The only thing they feared...



The only thing they feared was the sky falling on their heads…


It is a while since I have written anything for Pembrokeshire.Online and the other day Kitty asked me if I might write a piece. I haven’t written much of anything over the past six months, at least not on paper. Most of the time, as I go about my day-to-day chores, I am churning over ideas for stories and more particularly the current novel I am writing, Lüdke’s Game, the second Max Becker thriller.

Kitty asked me to comment on my experience of living through the Covid pandemic and how it may have affected me. It seems that the two things are mutually exclusive and fit nicely together. On the one hand the pandemic does not seem to be much of an issue, not in any real sense: as far as I am aware no one I know has been seriously affected by it. On the other hand, it has thrown an invisible blanket over everyone, pinning us inexorably in its grip. To some the experience has been life-changing and devastating, but for most of us it has become a tiresome, confusing inconvenience that no one seems able to comprehend or effectively deal with.

Personally, it has affected my business, but I have been able to work (when I am not writing, I am a carpenter) and it has most certainly affected my writing, or my ability to sit down and spend any time concentrating on things. I have felt strangely unsettled and restless both of which have made it hard to write, at least in the physical sense. I can do so in small bouts, but even posting on social media and blogging have ground to a halt. My head is full of words and ideas, but I have not been able to connect my mind with my hands. Writing has always been easy for me, so I can only conclude that my lack of productivity must be a direct result of my emotional response to this monumental change.
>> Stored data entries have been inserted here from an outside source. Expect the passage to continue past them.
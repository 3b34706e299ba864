use homequote_core::domain::approval::{DiscountRequest, DiscountRequestId, DiscountRequestStatus};
use homequote_core::domain::proposal::ProposalId;
use homequote_core::domain::user::UserId;

use super::{
    column, decimal_column, parsed_column, timestamp_column, DiscountRequestRepository,
    RepositoryError,
};
use crate::DbPool;

pub struct SqlDiscountRequestRepository {
    pool: DbPool,
}

impl SqlDiscountRequestRepository {
    pub fn new(pool: DbPool) -> Self {
        Self { pool }
    }
}

fn row_to_request(row: &sqlx::sqlite::SqliteRow) -> Result<DiscountRequest, RepositoryError> {
    let decided_by: Option<String> = column(row, "decided_by")?;

    Ok(DiscountRequest {
        id: DiscountRequestId(column(row, "id")?),
        proposal_id: ProposalId(column(row, "proposal_id")?),
        requested_discount: decimal_column(row, "requested_discount")?,
        requested_pct: decimal_column(row, "requested_pct")?,
        requested_by: UserId(column(row, "requested_by")?),
        approver_role: parsed_column(row, "approver_role")?,
        status: parsed_column(row, "status")?,
        notes: column(row, "notes")?,
        decided_by: decided_by.map(UserId),
        decision_notes: column(row, "decision_notes")?,
        created_at: timestamp_column(row, "created_at")?,
        updated_at: timestamp_column(row, "updated_at")?,
    })
}

#[async_trait::async_trait]
impl DiscountRequestRepository for SqlDiscountRequestRepository {
    async fn find_by_id(
        &self,
        id: &DiscountRequestId,
    ) -> Result<Option<DiscountRequest>, RepositoryError> {
        let row = sqlx::query(
            "SELECT id, proposal_id, requested_discount, requested_pct, requested_by, approver_role,
                    status, notes, decided_by, decision_notes, created_at, updated_at
             FROM discount_request WHERE id = ?",
        )
        .bind(&id.0)
        .fetch_optional(&self.pool)
        .await?;

        match row {
            Some(ref r) => Ok(Some(row_to_request(r)?)),
            None => Ok(None),
        }
    }

    async fn save(&self, request: DiscountRequest) -> Result<(), RepositoryError> {
        sqlx::query(
            "INSERT INTO discount_request (id, proposal_id, requested_discount, requested_pct,
                                           requested_by, approver_role, status, notes, decided_by,
                                           decision_notes, created_at, updated_at)
             VALUES (?, ?, ?, ?, ?, ?, ?, ?, ?, ?, ?, ?)
             ON CONFLICT(id) DO UPDATE SET
                 status = excluded.status,
                 decided_by = excluded.decided_by,
                 decision_notes = excluded.decision_notes,
                 updated_at = excluded.updated_at",
        )
        .bind(&request.id.0)
        .bind(&request.proposal_id.0)
        .bind(request.requested_discount.to_string())
        .bind(request.requested_pct.to_string())
        .bind(&request.requested_by.0)
        .bind(request.approver_role.as_str())
        .bind(request.status.as_str())
        .bind(&request.notes)
        .bind(request.decided_by.as_ref().map(|id| id.0.clone()))
        .bind(&request.decision_notes)
        .bind(request.created_at.to_rfc3339())
        .bind(request.updated_at.to_rfc3339())
        .execute(&self.pool)
        .await?;

        Ok(())
    }

    async fn list_for_proposal(
        &self,
        proposal_id: &ProposalId,
    ) -> Result<Vec<DiscountRequest>, RepositoryError> {
        let rows = sqlx::query(
            "SELECT id, proposal_id, requested_discount, requested_pct, requested_by, approver_role,
                    status, notes, decided_by, decision_notes, created_at, updated_at
             FROM discount_request WHERE proposal_id = ? ORDER BY created_at DESC",
        )
        .bind(&proposal_id.0)
        .fetch_all(&self.pool)
        .await?;

        rows.iter().map(row_to_request).collect::<Result<Vec<_>, _>>()
    }

    async fn list(
        &self,
        status: Option<DiscountRequestStatus>,
        limit: u32,
    ) -> Result<Vec<DiscountRequest>, RepositoryError> {
        let rows = if let Some(status) = status {
            sqlx::query(
                "SELECT id, proposal_id, requested_discount, requested_pct, requested_by,
                        approver_role, status, notes, decided_by, decision_notes, created_at,
                        updated_at
                 FROM discount_request
                 WHERE status = ?
                 ORDER BY created_at ASC
                 LIMIT ?",
            )
            .bind(status.as_str())
            .bind(limit)
            .fetch_all(&self.pool)
            .await?
        } else {
            sqlx::query(
                "SELECT id, proposal_id, requested_discount, requested_pct, requested_by,
                        approver_role, status, notes, decided_by, decision_notes, created_at,
                        updated_at
                 FROM discount_request
                 ORDER BY created_at ASC
                 LIMIT ?",
            )
            .bind(limit)
            .fetch_all(&self.pool)
            .await?
        };

        rows.iter().map(row_to_request).collect::<Result<Vec<_>, _>>()
    }
}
A few days back, I caught a cold, brought home from school by my son. I did not have any Covid symptoms (a relief), it was just a regular, boring old cold that many of us experience at least once every year or two. The following Monday, having had a quiet weekend, I sat down and got back to my book. I wrote a new first chapter and then set about editing and rewriting the 20,000 or so words I had written earlier in the year. I was back; it felt good.

I can not quite put my finger on what has changed, but something has. I know it was not a flash-in-the-pan as I came home from work on Tuesday and carried on writing and editing, and the same the next day. I still feel confused and frustrated with Covid, particularly as more areas are back in lockdown and more people are being struck down by this awful virus. I can only think that the cold brought me back to a sense of normality, something familiar and kicked my stupid brain back into gear.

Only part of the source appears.